Hij begon in de jaren ’60 met het schrijven van muziek voor anderen, die er vaak ook grote hits mee scoorden, zoals ’29 settembre’, een nummer 1 voor de popgroep Equipe 84 in 1967. Hij werkte toen ook graag voor Engelstalige artiesten en zat veel in het buitenland. Toen hij in Milaan belandde, werd hij ontdekt door een platenfirma en kwam hij in contact met Mogol, een bekende tekstschrijver die bijv. ook al ‘Una lacrima sul viso’ voor Bobby Solo had geschreven. Na een tijdje zag Mogol het immense talent van Battisti en gingen ze samenwerken. Battisti schreef de muziek en Mogol de teksten. Mogol drong er bij de platenfirma op aan Battisti ook als zanger te lanceren. Die ging overstag en na een paar kleine successen nam hij eenmalig deel aan San Remo in 1969, met ‘Un’avventura’, waarna hij bekender werd.

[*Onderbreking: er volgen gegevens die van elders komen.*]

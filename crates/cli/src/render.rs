//! Terminal output.

use emporium_core::Price;
use emporium_core::cart::CartStore;
use emporium_core::checkout::OrderDraft;

/// Print the cart's line items and totals.
#[allow(clippy::print_stdout)]
pub fn cart<S>(store: &CartStore<S>) {
    if store.is_empty() {
        println!("Your cart is empty");
        return;
    }

    for item in store.items() {
        println!(
            "{:<24} {:>3} x {:>10} = {:>10}   ({})",
            item.name,
            item.quantity,
            Price::store(item.unit_price).to_string(),
            Price::store(item.line_total()).to_string(),
            item.id,
        );
    }

    let totals = store.totals();
    println!();
    println!("  Items      {}", totals.total_quantity);
    println!("  Subtotal   {}", Price::store(totals.sub_total));
    println!("  Tax        {}", Price::store(totals.tax));
    println!("  Shipping   {}", Price::store(totals.shipping));
    println!("  Delivery   {}", Price::store(totals.delivery));
    println!("  Discount  -{}", Price::store(totals.discount));
    println!("  Total      {}", Price::store(totals.grand_total));
}

/// Print the order payload as JSON.
#[allow(clippy::print_stdout)]
pub fn order(draft: &OrderDraft) {
    match serde_json::to_string_pretty(draft) {
        Ok(json) => println!("{json}"),
        Err(e) => tracing::error!(error = %e, "Failed to encode order draft"),
    }
}

/// Print a stock warning.
#[allow(clippy::print_stdout)]
pub fn warning(warning: &impl std::fmt::Display) {
    println!("! {warning}");
}

/// Print a one-line message.
#[allow(clippy::print_stdout)]
pub fn notice(message: &str) {
    println!("{message}");
}
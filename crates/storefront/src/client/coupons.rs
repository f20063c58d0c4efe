//! Coupon validation endpoint.

use emporium_core::coupon::{AppliedCoupon, CouponError, CouponRequest, CouponResponse};
use reqwest::Method;
use tracing::{instrument, warn};

use super::BackendClient;
use crate::coupon::CouponService;

const GENERIC_FAILURE: &str = "Error applying coupon";

impl BackendClient {
    /// Ask the backend what `code` is worth.
    ///
    /// Transport failures and unreadable bodies are reported as
    /// [`CouponError::Validation`]; the detail goes to the log.
    ///
    /// # Errors
    ///
    /// Returns a classified [`CouponError`] when the coupon is not applied.
    #[instrument(skip(self))]
    pub async fn apply_coupon(&self, code: &str) -> Result<AppliedCoupon, CouponError> {
        let url = self
            .endpoint(&["api", "v1", "payment", "coupon", "apply"])
            .map_err(|e| {
                warn!(error = %e, "Cannot build coupon endpoint");
                CouponError::Validation(GENERIC_FAILURE.to_string())
            })?;

        let response = self
            .request(Method::POST, url)
            .json(&CouponRequest { code })
            .send()
            .await
            .map_err(|e| {
                warn!(error = %e, "Coupon request failed");
                CouponError::Validation(GENERIC_FAILURE.to_string())
            })?;

        let status = response.status();
        let body = response.bytes().await.map_err(|e| {
            warn!(error = %e, "Failed to read coupon response");
            CouponError::Validation(GENERIC_FAILURE.to_string())
        })?;

        match serde_json::from_slice::<CouponResponse>(&body) {
            Ok(parsed) if status.is_success() => parsed.into_result(code, Some(status.as_u16())),
            Ok(parsed) => Err(CouponError::classify(
                Some(status.as_u16()),
                parsed.message.as_deref(),
            )),
            Err(e) => {
                warn!(error = %e, status = status.as_u16(), "Unexpected coupon response body");
                Err(CouponError::classify(Some(status.as_u16()), None))
            }
        }
    }
}

impl CouponService for BackendClient {
    async fn validate(&self, code: &str) -> Result<AppliedCoupon, CouponError> {
        self.apply_coupon(code).await
    }
}
//! Emporium CLI - drive the cart from the terminal.
//!
//! # Usage
//!
//! ```bash
//! # Show the cart and its totals
//! emporium cart show
//!
//! # Add a product by id (looked up on the backend)
//! emporium cart add 64f1c0ffee
//!
//! # Adjust quantities
//! emporium cart inc 64f1c0ffee
//! emporium cart dec 64f1c0ffee
//!
//! # Try coupon codes; each one replaces the last, only the final code counts
//! emporium coupon SAVE SAVE10
//!
//! # Draft the order
//! emporium checkout --address "221B Baker St" --city Mumbai --state MH \
//!     --country India --pin-code 400001
//!
//! # Clear the cart once the order is placed
//! emporium order complete
//! ```
//!
//! Configuration comes from the environment; see
//! [`emporium_storefront::config`].

#![cfg_attr(not(test), forbid(unsafe_code))]

use clap::{Parser, Subcommand};
use emporium_core::ShippingInfo;
use emporium_core::cart::CartStore;
use emporium_storefront::{FileStorage, StorefrontConfig};
use sentry::integrations::tracing as sentry_tracing;
use tracing_subscriber::{layer::SubscriberExt, util::SubscriberInitExt};

mod commands;
mod render;

#[derive(Parser)]
#[command(name = "emporium")]
#[command(author, version, about = "Emporium cart tools")]
struct Cli {
    #[command(subcommand)]
    command: Commands,
}

#[derive(Subcommand)]
enum Commands {
    /// Inspect and edit the cart
    Cart {
        #[command(subcommand)]
        action: CartCommand,
    },
    /// Validate coupon codes, applying the last one entered
    Coupon {
        /// Successive values of the coupon field
        #[arg(required = true)]
        codes: Vec<String>,
    },
    /// Draft an order from the cart
    Checkout {
        #[arg(long)]
        address: String,
        #[arg(long)]
        city: String,
        #[arg(long)]
        state: String,
        #[arg(long)]
        country: String,
        #[arg(long)]
        pin_code: String,
    },
    /// Order lifecycle
    Order {
        #[command(subcommand)]
        action: OrderCommand,
    },
}

#[derive(Subcommand)]
enum CartCommand {
    /// Print items and totals
    Show,
    /// Add one unit of a product
    Add { id: String },
    /// Increase a line item's quantity
    Inc { id: String },
    /// Decrease a line item's quantity
    Dec { id: String },
    /// Remove a line item
    Remove { id: String },
    /// Empty the cart
    Clear,
}

#[derive(Subcommand)]
enum OrderCommand {
    /// Mark the order as placed and clear the cart
    Complete,
}

/// Initialize Sentry error tracking and return guard that must be kept alive.
fn init_sentry(config: &StorefrontConfig) -> Option<sentry::ClientInitGuard> {
    let dsn = config.sentry_dsn.as_ref()?;

    let guard = sentry::init((
        dsn.as_str(),
        sentry::ClientOptions {
            release: sentry::release_name!(),
            attach_stacktrace: true,
            ..Default::default()
        },
    ));

    tracing::info!("Sentry initialized");
    Some(guard)
}

/// Filter tracing events to Sentry event types.
fn sentry_event_filter(metadata: &tracing::Metadata<'_>) -> sentry_tracing::EventFilter {
    match *metadata.level() {
        tracing::Level::ERROR | tracing::Level::WARN => sentry_tracing::EventFilter::Event,
        tracing::Level::INFO | tracing::Level::DEBUG => sentry_tracing::EventFilter::Breadcrumb,
        _ => sentry_tracing::EventFilter::Ignore,
    }
}

fn init_tracing() {
    // Target prefixes match, so this covers emporium_core and emporium_storefront
    let env_filter = tracing_subscriber::EnvFilter::try_from_default_env()
        .unwrap_or_else(|_| "emporium=info".into());

    tracing_subscriber::registry()
        .with(env_filter)
        .with(tracing_subscriber::fmt::layer().with_writer(std::io::stderr))
        .with(sentry_tracing::layer().event_filter(sentry_event_filter))
        .init();
}

#[tokio::main]
async fn main() {
    let cli = Cli::parse();

    let config = match StorefrontConfig::from_env() {
        Ok(config) => config,
        Err(e) => {
            init_tracing();
            tracing::error!("Configuration error: {e}");
            std::process::exit(2);
        }
    };

    // Sentry must be up before the tracing layer that feeds it
    let _sentry_guard = init_sentry(&config);
    init_tracing();

    if let Err(e) = run(cli, &config).await {
        tracing::error!("Command failed: {e}");
        std::process::exit(1);
    }
}

async fn run(cli: Cli, config: &StorefrontConfig) -> Result<(), Box<dyn std::error::Error>> {
    let mut store = CartStore::rehydrate(FileStorage::open(&config.cart_path));

    match cli.command {
        Commands::Cart { action } => match action {
            CartCommand::Show => render::cart(&store),
            CartCommand::Add { id } => commands::cart::add(&mut store, config, &id).await?,
            CartCommand::Inc { id } => commands::cart::increment(&mut store, &id)?,
            CartCommand::Dec { id } => commands::cart::decrement(&mut store, &id)?,
            CartCommand::Remove { id } => commands::cart::remove(&mut store, &id)?,
            CartCommand::Clear => commands::cart::clear(&mut store),
        },
        Commands::Coupon { codes } => commands::coupon::apply(&mut store, config, &codes).await?,
        Commands::Checkout {
            address,
            city,
            state,
            country,
            pin_code,
        } => {
            let info = ShippingInfo {
                address,
                city,
                state,
                country,
                pin_code,
            };
            commands::checkout::draft(&mut store, info)?;
        }
        Commands::Order { action } => match action {
            OrderCommand::Complete => commands::checkout::complete(&mut store),
        },
    }
    Ok(())
}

…geldt als de allergrootste en meest invloedrijke artiest uit de Italiaanse muziekgeschiedenis…
Vervolgens bracht hij ‘Acqua azzurra, acqua chiara’ uit, zijn grote doorbraak in 1969, waarmee hij Festivalbar won. Vanaf dan was er geen stoppen meer aan. Het jaar nadien won hij Festivalbar opnieuw, hij scoorde 13 nummer 1-hits in de jaren ’70 en ook 13 studioalbums behaalden de eerste plaats in de charts. De samenwerking met Mogol verliep perfect, maar in 1981 zetten ze er een punt achter. Ruzie hadden ze niet, maar ze wilden elk een andere richting uit met hun muziek. Mogol wilde eerder op dezelfde lijn verdergaan, maar Battisti wilde meer vernieuwen en experimenteren. Al vanaf het begin was hij een voorloper, introduceerde hij pop en rock in de traditionele Italiaanse melodiestijl en voegde hij later ook invloeden uit wereldmuziek, disco en elektronische muziek toe. Mogol ging daarna vooral voor Riccardo Cocciante schrijven.

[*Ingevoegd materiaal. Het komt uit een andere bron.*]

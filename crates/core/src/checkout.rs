//! Order drafts built from the cart at checkout.

use rust_decimal::Decimal;
use serde::Serialize;
use thiserror::Error;

use crate::cart::{CartAction, CartState, CartStorage, CartStore, LineItem};
use crate::types::ShippingInfo;

/// Reasons checkout cannot start.
#[derive(Debug, Clone, PartialEq, Eq, Error)]
pub enum CheckoutError {
    #[error("Your cart is empty")]
    EmptyCart,
    #[error("Shipping details missing: {}", .0.join(", "))]
    IncompleteShipping(Vec<&'static str>),
}

/// Order payload submitted once payment succeeds.
#[derive(Debug, Clone, PartialEq, Eq, Serialize)]
#[serde(rename_all = "camelCase")]
pub struct OrderDraft {
    pub order_items: Vec<LineItem>,
    pub shipping_address: ShippingInfo,
    pub sub_total: Decimal,
    pub shipping_price: Decimal,
    pub tax_price: Decimal,
    pub delivery: Decimal,
    pub discount: Decimal,
    pub total_price: Decimal,
}

impl OrderDraft {
    /// Build a draft from the cart state.
    ///
    /// # Errors
    ///
    /// Returns [`CheckoutError`] for an empty cart or incomplete shipping
    /// details.
    pub fn from_state(state: &CartState) -> Result<Self, CheckoutError> {
        if state.items.is_empty() {
            return Err(CheckoutError::EmptyCart);
        }
        let missing = state.shipping_info.missing_fields();
        if !missing.is_empty() {
            return Err(CheckoutError::IncompleteShipping(missing));
        }

        let totals = &state.totals;
        Ok(Self {
            order_items: state.items.clone(),
            shipping_address: state.shipping_info.clone(),
            sub_total: totals.sub_total,
            shipping_price: totals.shipping,
            tax_price: totals.tax,
            delivery: totals.delivery,
            discount: totals.discount,
            total_price: totals.grand_total,
        })
    }
}

impl<S> CartStore<S> {
    /// Draft an order from the current cart.
    ///
    /// # Errors
    ///
    /// See [`OrderDraft::from_state`].
    pub fn checkout(&self) -> Result<OrderDraft, CheckoutError> {
        OrderDraft::from_state(self.state())
    }
}

impl<S: CartStorage> CartStore<S> {
    /// Record that the order was placed: empty the cart and forget the
    /// shipping details.
    pub fn complete_order(&mut self) {
        self.dispatch(CartAction::ClearCart);
        self.dispatch(CartAction::SaveShippingInfo(ShippingInfo::default()));
    }
}

#[cfg(test)]
#[allow(clippy::unwrap_used)]
mod tests {
    use super::*;
    use crate::ProductId;
    use crate::cart::{MemoryStorage, Product, Totals, keys};

    fn shipping() -> ShippingInfo {
        ShippingInfo {
            address: "221B Baker Street".to_string(),
            city: "Mumbai".to_string(),
            state: "Maharashtra".to_string(),
            country: "India".to_string(),
            pin_code: "400001".to_string(),
        }
    }

    fn filled_store() -> CartStore<MemoryStorage> {
        let mut store = CartStore::rehydrate(MemoryStorage::default());
        store.dispatch(CartAction::AddItem(Product {
            id: ProductId::parse("a").unwrap(),
            name: "Kettle".to_string(),
            price: Decimal::new(100, 0),
            image_url: String::new(),
            stock: 10,
        }));
        store.dispatch(CartAction::ApplyDiscount(Decimal::new(10, 0)));
        store
    }

    #[test]
    fn test_empty_cart_cannot_checkout() {
        let store = CartStore::rehydrate(MemoryStorage::default());
        assert_eq!(store.checkout(), Err(CheckoutError::EmptyCart));
    }

    #[test]
    fn test_missing_shipping_fields() {
        let mut store = filled_store();
        let mut info = shipping();
        info.city.clear();
        store.dispatch(CartAction::SaveShippingInfo(info));

        let err = store.checkout().unwrap_err();
        assert_eq!(err, CheckoutError::IncompleteShipping(vec!["city"]));
        assert_eq!(err.to_string(), "Shipping details missing: city");
    }

    #[test]
    fn test_draft_carries_totals() {
        let mut store = filled_store();
        store.dispatch(CartAction::SaveShippingInfo(shipping()));

        let draft = store.checkout().unwrap();
        assert_eq!(draft.order_items.len(), 1);
        assert_eq!(draft.discount, Decimal::new(10, 0));
        assert_eq!(draft.total_price, Decimal::new(100 + 12 + 20 + 200 - 10, 0));

        let json = serde_json::to_value(&draft).unwrap();
        assert_eq!(json["shippingAddress"]["pinCode"], "400001");
        assert_eq!(json["orderItems"][0]["_id"], "a");
        assert!(json.get("taxPrice").is_some());
    }

    #[test]
    fn test_complete_order_clears_everything() {
        let mut store = filled_store();
        store.dispatch(CartAction::SaveShippingInfo(shipping()));
        store.complete_order();

        assert!(store.is_empty());
        assert_eq!(store.totals(), &Totals::default());
        assert_eq!(store.shipping_info(), &ShippingInfo::default());
        assert_eq!(
            store.storage().get(keys::GRAND_TOTAL).unwrap().as_deref(),
            Some("0")
        );
    }
}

Optreden heeft Battisti nauwelijks gedaan. Hij was erg verlegen en vond dat zijn muziek voor zich moest spreken. Hij was veel liever in de studio bezig. Hij was wel soms te gast in tv-programma’s, maar met de pers kreeg hij een zeer moeilijke verstandhouding. Hij wou nauwelijks interviews geven, met als gevolg dat hij werd opgejaagd door de pers, met de geboorte van zijn zoon in 1973 als dieptepunt. Vanaf eind jaren ’70 wou hij geen interviews meer geven en een beetje later in de jaren ’80 ging hij niet meer naar de tv-studio’s.

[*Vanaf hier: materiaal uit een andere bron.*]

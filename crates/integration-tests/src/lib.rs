//! Integration tests for Emporium.
//!
//! # Running Tests
//!
//! ```bash
//! cargo test -p emporium-integration-tests
//! ```
//!
//! No external services are needed. [`MockBackend`] serves the two backend
//! endpoints the storefront uses from an in-process axum router on an
//! ephemeral port, so the real `reqwest` clients are exercised end to end.
//!
//! # Test Categories
//!
//! - `catalog_api` - product lookup
//! - `coupon_api` - coupon validation, classification and debouncing
//! - `cart_persistence` - file-backed cart across restarts

use std::collections::HashMap;
use std::sync::{Arc, Mutex, PoisonError};
use std::time::Duration;

use axum::extract::{Path, State};
use axum::http::{HeaderMap, StatusCode, header};
use axum::response::{IntoResponse, Response};
use axum::routing::{get, post};
use axum::{Json, Router};
use emporium_storefront::ApiConfig;
use secrecy::SecretString;
use serde_json::{Value, json};
use tokio::task::JoinHandle;
use url::Url;

/// Bearer token the mock expects from configured clients.
pub const TEST_TOKEN: &str = "test-token";

/// How the mock answers a coupon code.
#[derive(Debug, Clone)]
pub enum CouponReply {
    /// `200 {"success": true, "discountAmount": amount}` after `delay`.
    Discount { amount: i64, delay: Duration },
    /// `status {"success": false, "message": message}`.
    Failure { status: StatusCode, message: String },
    /// A raw body with the given status.
    Raw { status: StatusCode, body: String },
}

impl CouponReply {
    /// Immediate successful discount.
    #[must_use]
    pub const fn discount(amount: i64) -> Self {
        Self::Discount {
            amount,
            delay: Duration::ZERO,
        }
    }

    /// Successful discount answered after `delay`.
    #[must_use]
    pub const fn slow_discount(amount: i64, delay: Duration) -> Self {
        Self::Discount { amount, delay }
    }

    /// Rejection with a JSON message.
    #[must_use]
    pub fn failure(status: StatusCode, message: &str) -> Self {
        Self::Failure {
            status,
            message: message.to_string(),
        }
    }
}

/// A request the mock received.
#[derive(Debug, Clone, PartialEq, Eq)]
pub struct RecordedCoupon {
    pub code: String,
    pub authorization: Option<String>,
}

#[derive(Default)]
struct MockState {
    products: HashMap<String, Value>,
    coupons: HashMap<String, CouponReply>,
    coupon_requests: Mutex<Vec<RecordedCoupon>>,
}

/// Builder for [`MockBackend`].
#[derive(Default)]
pub struct MockBackendBuilder {
    state: MockState,
}

impl MockBackendBuilder {
    /// Serve `product` (the inner object, with an `_id`) from the catalog.
    #[must_use]
    pub fn product(mut self, product: Value) -> Self {
        let id = product
            .get("_id")
            .and_then(Value::as_str)
            .unwrap_or_default()
            .to_string();
        self.state.products.insert(id, product);
        self
    }

    /// Answer `code` with `reply`. Unknown codes get a 404.
    #[must_use]
    pub fn coupon(mut self, code: &str, reply: CouponReply) -> Self {
        self.state.coupons.insert(code.to_string(), reply);
        self
    }

    /// Bind to an ephemeral port and start serving.
    ///
    /// # Errors
    ///
    /// Returns an error if the listener cannot be bound.
    pub async fn start(self) -> std::io::Result<MockBackend> {
        let state = Arc::new(self.state);

        let app = Router::new()
            .route("/api/v1/product/{id}", get(get_product))
            .route("/api/v1/payment/coupon/apply", post(apply_coupon))
            .with_state(Arc::clone(&state));

        let listener = tokio::net::TcpListener::bind("127.0.0.1:0").await?;
        let addr = listener.local_addr()?;
        let base_url = Url::parse(&format!("http://{addr}/"))
            .map_err(|e| std::io::Error::new(std::io::ErrorKind::InvalidData, e))?;
        let server = tokio::spawn(async move {
            let _ = axum::serve(listener, app).await;
        });

        Ok(MockBackend {
            base_url,
            state,
            server,
        })
    }
}

/// In-process stand-in for the shop backend.
///
/// The server stops when this is dropped.
pub struct MockBackend {
    base_url: Url,
    state: Arc<MockState>,
    server: JoinHandle<()>,
}

impl MockBackend {
    #[must_use]
    pub fn builder() -> MockBackendBuilder {
        MockBackendBuilder::default()
    }

    /// Base URL of the mock, with a trailing slash.
    #[must_use]
    pub const fn base_url(&self) -> &Url {
        &self.base_url
    }

    /// Client configuration pointing at this mock.
    #[must_use]
    pub fn api_config(&self) -> ApiConfig {
        ApiConfig {
            base_url: self.base_url.clone(),
            token: Some(SecretString::from(TEST_TOKEN)),
            timeout: Duration::from_secs(5),
        }
    }

    /// Coupon requests received so far, oldest first.
    #[must_use]
    pub fn coupon_requests(&self) -> Vec<RecordedCoupon> {
        self.state
            .coupon_requests
            .lock()
            .unwrap_or_else(PoisonError::into_inner)
            .clone()
    }
}

impl Drop for MockBackend {
    fn drop(&mut self) {
        self.server.abort();
    }
}

/// A product payload the way the backend sends it.
#[must_use]
pub fn product_json(id: &str, name: &str, price: i64, stock: u32) -> Value {
    json!({
        "_id": id,
        "name": name,
        "price": price,
        "imageUrl": format!("https://cdn.example.com/{id}.jpg"),
        "stock": stock,
    })
}

async fn get_product(State(state): State<Arc<MockState>>, Path(id): Path<String>) -> Response {
    match state.products.get(&id) {
        Some(product) => Json(json!({ "success": true, "product": product })).into_response(),
        None => (
            StatusCode::NOT_FOUND,
            Json(json!({ "success": false, "message": "Product not found" })),
        )
            .into_response(),
    }
}

async fn apply_coupon(
    State(state): State<Arc<MockState>>,
    headers: HeaderMap,
    Json(body): Json<Value>,
) -> Response {
    let code = body
        .get("code")
        .and_then(Value::as_str)
        .unwrap_or_default()
        .to_string();
    let authorization = headers
        .get(header::AUTHORIZATION)
        .and_then(|v| v.to_str().ok())
        .map(str::to_string);

    state
        .coupon_requests
        .lock()
        .unwrap_or_else(PoisonError::into_inner)
        .push(RecordedCoupon {
            code: code.clone(),
            authorization,
        });

    match state.coupons.get(&code) {
        Some(CouponReply::Discount { amount, delay }) => {
            tokio::time::sleep(*delay).await;
            Json(json!({
                "success": true,
                "discountAmount": amount,
                "message": format!("Coupon {code} applied"),
            }))
            .into_response()
        }
        Some(CouponReply::Failure { status, message }) => (
            *status,
            Json(json!({ "success": false, "message": message })),
        )
            .into_response(),
        Some(CouponReply::Raw { status, body }) => (*status, body.clone()).into_response(),
        None => (
            StatusCode::NOT_FOUND,
            Json(json!({ "success": false, "message": "Coupon not found" })),
        )
            .into_response(),
    }
}
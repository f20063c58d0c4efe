//! Emporium storefront services.
//!
//! Everything the cart needs from the outside world: a client for the shop
//! backend, debounced coupon validation, a file-backed cart cache and the
//! environment configuration that wires them together. The cart itself
//! lives in `emporium-core` and never blocks on any of this.

#![cfg_attr(not(test), forbid(unsafe_code))]

pub mod client;
pub mod config;
pub mod coupon;
pub mod storage;

pub use client::{ApiError, BackendClient, CatalogError};
pub use config::{ApiConfig, ConfigError, StorefrontConfig};
pub use coupon::{CouponService, CouponValidator};
pub use storage::FileStorage;
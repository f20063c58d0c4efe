//! Core types for Emporium.
//!
//! This module provides type-safe wrappers for common domain concepts.

pub mod id;
pub mod price;
pub mod shipping;

pub use id::{ProductId, ProductIdError};
pub use price::Price;
pub use shipping::ShippingInfo;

Ook met de platenfirma’s boterde het al snel niet. Toen hij doorbrak, begon het label, ook tot groot ongenoegen van Mogol, meteen heel zijn oudere repertoire uit te melken. Daarom startten de heren samen hun eigen label Numero Uno, waarvoor Battisti ook zelf begon op te nemen toen zijn contract met zijn eerste firma twee jaar later afliep. De rechten van al zijn muziek kwamen later bij Sony terecht en het heeft heel lang geduurd voor Battisti op Spotify verscheen. Toen het eindelijk zover was, was dat in Italië groot nieuws en brak meteen zijn hele catalogus records. Een kleine door de Italianen ontdekte planeet werd ‘9115 Battisti’ naar hem genoemd. Nog steeds wordt hij gecoverd en geëerd door zowat de hele Italiaanse muziekscene. Hij kreeg ook veel lof van Engelstalige artiesten. Zo coverde David Bowie nummers van Battisti en noemde hij hem niet alleen de beste Italiaanse artiest, maar samen met Lou Reed ook de beste zanger tout court. Ook de Mogol-teksten zijn zo bekend dat heel wat zinnen uit de liedjes als vaste uitdrukkingen de Italiaanse taal zijn binnengeslopen.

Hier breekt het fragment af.